O narrador de O sonâmbulo amador de José Luiz Passos
(Objetiva/Alfaguara, 2014) é Jurandir, um cara às vésperas da aposentadoria,
trabalhando num cotonifício perto do Recife. É casado, mantém um namoro
ata-e-desata com uma colega de trabalho, foi encarregado de defender a empresa
no caso de um acidente em que um operário se queimou. Esta é a situação inicial, mas logo Jurandir
entra numa despirocação inexplicável que acaba levando-o a uma clínica
psiquiátrica.
Jurandir narra as coisas com clareza, com método (é o típico
funcionário caprichoso, consciencioso, que se esforça para fazer tudo direito),
mas seu discurso é cheio de buracos, de non-sequiturs onde ele pula para coisas
que não têm nada a ver, como quem muda um canal na televisão.
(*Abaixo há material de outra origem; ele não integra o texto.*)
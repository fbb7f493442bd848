use std::{convert::TryFrom, fmt};

use derive_more::Display;

use crate::{coerce::*, value::Value};

#[derive(Debug, Clone, Copy, PartialEq)]
pub enum Number {
    Int(i64),
    Float(f64),
}

impl Number {
    pub fn as_f64(self) -> f64 {
        match self {
            Number::Int(i) => i as f64,
            Number::Float(f) => f,
        }
    }
}

#[derive(Debug, Display, Clone, Copy, PartialEq, Eq)]
pub enum Operand {
    #[display(fmt = "base")]
    Base,
    #[display(fmt = "exponent")]
    Exponent,
}

#[derive(Debug, Clone, Copy, PartialEq, Eq)]
pub struct Warning {
    pub kind: WarningKind,
    pub operand: Operand,
}

impl fmt::Display for Warning {
    fn fmt(&self, f: &mut fmt::Formatter) -> fmt::Result {
        write!(f, "{} ({})", self.kind, self.operand)
    }
}

#[derive(Debug, Clone, PartialEq)]
pub struct Outcome {
    pub result: Result<Number, ErrorKind>,
    pub warnings: Vec<Warning>,
}

impl Outcome {
    pub fn is_fatal(&self) -> bool {
        self.result.is_err()
    }
}

/// Raise `base` to the power `exp` after coercing both operands.
///
/// Both operands are always coerced so that each contributes its warnings.
/// If both are fatal the base's error is reported.
pub fn power(base: &Value, exp: &Value) -> Outcome {
    let coerced = [
        (Operand::Base, coerce(base)),
        (Operand::Exponent, coerce(exp)),
    ];
    let warnings = coerced
        .iter()
        .filter_map(|(operand, coercion)| {
            coercion.warning().map(|kind| Warning {
                kind,
                operand: *operand,
            })
        })
        .collect();
    let result = match (coerced[0].1.into_result(), coerced[1].1.into_result()) {
        (Err(kind), _) | (_, Err(kind)) => Err(kind),
        (Ok(b), Ok(e)) => Ok(pow_numbers(b, e)),
    };
    Outcome { result, warnings }
}

/// Integral operands with a non-negative exponent stay exact while the result
/// fits in an `i64`.
pub fn pow_numbers(base: f64, exp: f64) -> Number {
    if let (Some(b), Some(e)) = (as_exact_int(base), as_exact_int(exp)) {
        // Exponents past u32 only fit for these bases
        match (b, e) {
            (_, 0) | (1, _) if e >= 0 => return Number::Int(1),
            (0, _) if e > 0 => return Number::Int(0),
            (-1, _) if e > 0 => return Number::Int(if e % 2 == 0 { 1 } else { -1 }),
            _ => {}
        }
        if let Ok(e) = u32::try_from(e) {
            if let Some(n) = b.checked_pow(e) {
                return Number::Int(n);
            }
        }
    }
    Number::Float(base.powf(exp))
}

fn as_exact_int(f: f64) -> Option<i64> {
    // i64::MAX as f64 rounds up to 2^63, which is out of range
    if f.is_finite() && f.fract() == 0.0 && f >= i64::MIN as f64 && f < i64::MAX as f64 {
        Some(f as i64)
    } else {
        None
    }
}

#[cfg(test)]
mod tests {
    use super::*;

    fn numeric(outcome: &Outcome) -> f64 {
        outcome.result.expect("numeric outcome").as_f64()
    }

    #[test]
    fn zero_exponent_is_one() {
        let outcome = power(&Value::Float(20.3), &Value::Int(0));
        assert_eq!(outcome.result, Ok(Number::Float(1.0)));
        assert!(outcome.warnings.is_empty());
    }

    #[test]
    fn negative_exponent_is_reciprocal() {
        let outcome = power(&Value::Float(20.3), &Value::Int(-2345));
        let n = numeric(&outcome);
        assert!(n.is_finite());
        assert!(n >= 0.0 && n < 1.0);

        let small = numeric(&power(&Value::Float(20.3), &Value::Int(-2)));
        assert!(small > 0.0 && small < 1.0);
    }

    #[test]
    fn object_exponent_is_fatal() {
        let outcome = power(&Value::Float(20.3), &Value::object("classA", 1));
        assert_eq!(outcome.result, Err(ErrorKind::UnsupportedOperandType));
        assert!(outcome.is_fatal());
    }

    #[test]
    fn both_operands_contribute_warnings() {
        let outcome = power(&Value::list(vec![]), &Value::list(vec![Value::Int(2)]));
        assert_eq!(outcome.result, Ok(Number::Int(1)));
        assert_eq!(
            outcome.warnings,
            vec![
                Warning {
                    kind: WarningKind::NonNumericOperand,
                    operand: Operand::Base
                },
                Warning {
                    kind: WarningKind::NonNumericOperand,
                    operand: Operand::Exponent
                },
            ]
        );
    }

    #[test]
    fn warnings_survive_fatal() {
        let outcome = power(&Value::list(vec![]), &Value::object("classA", 1));
        assert!(outcome.is_fatal());
        assert_eq!(outcome.warnings.len(), 1);
        assert_eq!(outcome.warnings[0].operand, Operand::Base);
    }

    #[test]
    fn fatal_base_still_coerces_exponent() {
        let outcome = power(&Value::object("A", 1), &Value::list(vec![]));
        assert_eq!(outcome.result, Err(ErrorKind::UnsupportedOperandType));
        assert_eq!(
            outcome.warnings,
            vec![Warning {
                kind: WarningKind::NonNumericOperand,
                operand: Operand::Exponent
            }]
        );
    }

    #[test]
    fn list_exponent_uses_sentinel() {
        let outcome = power(&Value::Float(20.3), &Value::list(vec![]));
        assert_eq!(outcome.result, Ok(Number::Float(20.3)));
        assert_eq!(outcome.warnings.len(), 1);
    }

    #[test]
    fn integral_operands_stay_exact() {
        assert_eq!(pow_numbers(2.0, 10.0), Number::Int(1024));
        assert_eq!(pow_numbers(-3.0, 3.0), Number::Int(-27));
        assert_eq!(pow_numbers(0.0, 0.0), Number::Int(1));
        assert_eq!(pow_numbers(2.0, -1.0), Number::Float(0.5));
        assert_eq!(pow_numbers(2.0, 64.0), Number::Float(2f64.powi(64)));
        assert_eq!(pow_numbers(1.0, 5e9), Number::Int(1));
        assert_eq!(pow_numbers(0.0, 5e9), Number::Int(0));
        assert_eq!(pow_numbers(-1.0, 5e9), Number::Int(1));
        assert_eq!(pow_numbers(-1.0, 5e9 + 1.0), Number::Int(-1));
        assert_eq!(pow_numbers(1.0, -5e9), Number::Float(1.0));
        assert_eq!(pow_numbers(2.0, 5e9), Number::Float(f64::INFINITY));
        assert_eq!(
            power(&Value::string("3"), &Value::Bool(true)).result,
            Ok(Number::Int(3))
        );
    }

    #[test]
    fn domain_errors_are_floats() {
        match pow_numbers(-8.0, 1.0 / 3.0) {
            Number::Float(f) => assert!(f.is_nan()),
            other => panic!("expected NaN, got {:?}", other),
        }
        assert_eq!(pow_numbers(0.0, -1.0), Number::Float(f64::INFINITY));
        assert_eq!(pow_numbers(20.3, 2147483647.0), Number::Float(f64::INFINITY));
    }

    #[test]
    fn exponent_one_is_identity() {
        let values = vec![
            Value::Int(-2345),
            Value::Float(2.5),
            Value::Float(-2.5),
            Value::Float(1.23456789e-9),
            Value::Null,
            Value::Bool(true),
            Value::string("12.3456789000e10"),
            Value::string("abc"),
        ];
        for value in values {
            let expected = coerce(&value).number().expect("numeric coercion");
            assert_eq!(numeric(&power(&value, &Value::Int(1))), expected);
        }
    }
}
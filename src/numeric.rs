//! Leading-prefix numeric string parsing.
//!
//! Nothing is skipped: the prefix must start at the first byte. A prefix is an
//! optional sign, digits, an optional `.` followed by digits, and an optional
//! exponent. At least one mantissa digit must be present, and an exponent
//! marker only counts when a digit follows it.

/// Parse the longest numeric prefix of `bytes`.
///
/// Returns the value and the number of bytes consumed. When no prefix exists
/// the result is `(0.0, 0)`.
pub fn parse_numeric_prefix(bytes: &[u8]) -> (f64, usize) {
    let len = prefix_len(bytes);
    if len == 0 {
        return (0.0, 0);
    }
    // The prefix is pure ASCII by construction
    let text = std::str::from_utf8(&bytes[..len]).unwrap_or("0");
    (text.parse().unwrap_or(0.0), len)
}

/// Whether the entire input is a single numeric literal.
pub fn is_numeric(bytes: &[u8]) -> bool {
    !bytes.is_empty() && prefix_len(bytes) == bytes.len()
}

fn digits_from(bytes: &[u8], start: usize) -> usize {
    bytes[start..]
        .iter()
        .take_while(|b| b.is_ascii_digit())
        .count()
}

fn prefix_len(bytes: &[u8]) -> usize {
    let mut i = 0;
    if matches!(bytes.first(), Some(b'+') | Some(b'-')) {
        i += 1;
    }
    let int_digits = digits_from(bytes, i);
    i += int_digits;
    let mut frac_digits = 0;
    if bytes.get(i) == Some(&b'.') {
        frac_digits = digits_from(bytes, i + 1);
        if int_digits > 0 || frac_digits > 0 {
            i += 1 + frac_digits;
        }
    }
    if int_digits == 0 && frac_digits == 0 {
        return 0;
    }
    if matches!(bytes.get(i), Some(b'e') | Some(b'E')) {
        let mut j = i + 1;
        if matches!(bytes.get(j), Some(b'+') | Some(b'-')) {
            j += 1;
        }
        let exp_digits = digits_from(bytes, j);
        if exp_digits > 0 {
            i = j + exp_digits;
        }
    }
    i
}
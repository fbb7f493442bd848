//! `var_dump`-style rendering of values and outcomes

use std::fmt::{self, Write};

use crate::{coerce::Coercion, power::*, value::*};

const FLOAT_PRECISION: usize = 14;

/// Format a float with 14 significant digits in the `%G` style.
///
/// Scientific notation is used for exponents below -4 or at least 14, and
/// always keeps one fractional digit (`1.0E+25`).
pub fn format_float(f: f64) -> String {
    if f.is_nan() {
        return "NAN".into();
    }
    if f.is_infinite() {
        return if f > 0.0 { "INF".into() } else { "-INF".into() };
    }
    // Negative zero prints as zero
    if f == 0.0 {
        return "0".into();
    }
    let sci = format!("{:.*e}", FLOAT_PRECISION - 1, f);
    let (mantissa, exp) = match sci.split_once('e') {
        Some((mantissa, exp)) => (mantissa, exp.parse::<i32>().unwrap_or(0)),
        None => (sci.as_str(), 0),
    };
    if exp < -4 || exp >= FLOAT_PRECISION as i32 {
        let mut mantissa = trim_fraction(mantissa).to_string();
        if !mantissa.contains('.') {
            mantissa.push_str(".0");
        }
        format!("{}E{}{}", mantissa, if exp < 0 { '-' } else { '+' }, exp.abs())
    } else {
        let decimals = (FLOAT_PRECISION as i32 - 1 - exp) as usize;
        trim_fraction(&format!("{:.*}", decimals, f)).to_string()
    }
}

fn trim_fraction(s: &str) -> &str {
    if s.contains('.') {
        s.trim_end_matches('0').trim_end_matches('.')
    } else {
        s
    }
}

pub fn number(n: Number) -> String {
    match n {
        Number::Int(i) => format!("int({})", i),
        Number::Float(f) => format!("float({})", format_float(f)),
    }
}

/// Render a value the way `var_dump` does, one line per scalar
pub fn value(value: &Value) -> String {
    let mut s = String::new();
    write_value(&mut s, value, 0).unwrap();
    s
}

fn write_value<W: Write>(w: &mut W, value: &Value, indent: usize) -> fmt::Result {
    let pad = " ".repeat(indent);
    match value {
        Value::Null => writeln!(w, "{}NULL", pad),
        Value::Bool(b) => writeln!(w, "{}bool({})", pad, b),
        Value::Int(i) => writeln!(w, "{}int({})", pad, i),
        Value::Float(f) => writeln!(w, "{}float({})", pad, format_float(*f)),
        Value::Str(bytes) => writeln!(
            w,
            "{}string({}) \"{}\"",
            pad,
            bytes.len(),
            String::from_utf8_lossy(bytes)
        ),
        Value::List(items) => {
            writeln!(w, "{}array({}) {{", pad, items.len())?;
            for (i, item) in items.iter().enumerate() {
                writeln!(w, "{}  [{}]=>", pad, i)?;
                write_value(w, item, indent + 2)?;
            }
            writeln!(w, "{}}}", pad)
        }
        Value::Object(object) => {
            writeln!(w, "{}object({})#{} (0) {{", pad, object.class, object.id)?;
            writeln!(w, "{}}}", pad)
        }
        Value::Resource(handle) => writeln!(
            w,
            "{}resource({}) of type ({})",
            pad, handle.id, handle.type_name
        ),
    }
}

pub fn coercion(coercion: &Coercion) -> String {
    match coercion {
        Coercion::Numeric(n) => format!("float({})\n", format_float(*n)),
        Coercion::NumericWithWarning(n, kind) => {
            format!("Warning: {}\nfloat({})\n", kind, format_float(*n))
        }
        Coercion::Fatal(kind) => format!("Fatal error: {}\n", kind),
    }
}

/// Render an outcome: its warnings, then either the number or the fatal error
pub fn outcome(outcome: &Outcome) -> String {
    let mut s = String::new();
    for warning in &outcome.warnings {
        s.push_str(&format!("Warning: {}\n", warning.kind));
    }
    match outcome.result {
        Ok(n) => s.push_str(&number(n)),
        Err(kind) => s.push_str(&format!("Fatal error: {}", kind)),
    }
    s.push('\n');
    s
}

#[cfg(test)]
mod tests {
    use super::*;
    use crate::coerce::{ErrorKind, WarningKind};

    #[test]
    fn floats() {
        assert_eq!(format_float(1.0), "1");
        assert_eq!(format_float(20.3), "20.3");
        assert_eq!(format_float(-2.5), "-2.5");
        assert_eq!(format_float(0.5), "0.5");
        assert_eq!(format_float(0.0001), "0.0001");
        assert_eq!(format_float(0.00001), "1.0E-5");
        assert_eq!(format_float(1.23456789e-9), "1.23456789E-9");
        assert_eq!(format_float(123456789000.0), "123456789000");
        assert_eq!(format_float(1e25), "1.0E+25");
        assert_eq!(format_float(1.0 / 3.0), "0.33333333333333");
        assert_eq!(format_float(2.0 / 3.0), "0.66666666666667");
        assert_eq!(format_float(99999999999999.9), "1.0E+14");
        assert_eq!(format_float(f64::INFINITY), "INF");
        assert_eq!(format_float(f64::NEG_INFINITY), "-INF");
        assert_eq!(format_float(f64::NAN), "NAN");
        assert_eq!(format_float(0.0), "0");
        assert_eq!(format_float(-0.0), "0");
    }

    #[test]
    fn scalars() {
        assert_eq!(value(&Value::Null), "NULL\n");
        assert_eq!(value(&Value::Bool(true)), "bool(true)\n");
        assert_eq!(value(&Value::Int(-2345)), "int(-2345)\n");
        assert_eq!(value(&Value::string("abcxyz")), "string(6) \"abcxyz\"\n");
        assert_eq!(
            value(&Value::Resource(ResourceHandle {
                id: 5,
                type_name: "stream"
            })),
            "resource(5) of type (stream)\n"
        );
    }

    #[test]
    fn nested_lists() {
        let list = Value::list(vec![Value::Int(1), Value::list(vec![])]);
        assert_eq!(
            value(&list),
            "array(2) {\n  [0]=>\n  int(1)\n  [1]=>\n  array(0) {\n  }\n}\n"
        );
        assert_eq!(
            value(&Value::object("classA", 1)),
            "object(classA)#1 (0) {\n}\n"
        );
    }

    #[test]
    fn outcomes() {
        let ok = Outcome {
            result: Ok(Number::Float(20.3)),
            warnings: vec![Warning {
                kind: WarningKind::NonNumericOperand,
                operand: Operand::Exponent,
            }],
        };
        assert_eq!(
            outcome(&ok),
            "Warning: A non-numeric value encountered\nfloat(20.3)\n"
        );
        let fatal = Outcome {
            result: Err(ErrorKind::UnsupportedOperandType),
            warnings: Vec::new(),
        };
        assert_eq!(outcome(&fatal), "Fatal error: Unsupported operand types\n");
        assert_eq!(
            coercion(&Coercion::Fatal(ErrorKind::UnsupportedOperandType)),
            "Fatal error: Unsupported operand types\n"
        );
        assert_eq!(number(Number::Int(1024)), "int(1024)");
    }
}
Ler sua história
é como ver uma cena através de um vidro muito transparente mas com manchas
opacas espalhadas na superfície.
É a voz monocórdia do Meursault de Camus (O Estrangeiro),
alguém brechtiano, distanciado, (descre)vendo coisas sem entendê-las por
completo, e nos forçando a amarrar os nós nós mesmos. Contar é ajustar contas,
é abrir diante de si mesmo e do mundo o massudo e amassado caderno das nossas
dívidas. Em São Bernardo, Graciliano castiga o maucaratismo de Paulo Honório
forçando-o a descrever a si mesmo quando resolve narrar suas memórias. Jurandir não é mau caráter mas a verdade é
que bastaram duas ou três pequenas catástrofes pra descompensar sua vida.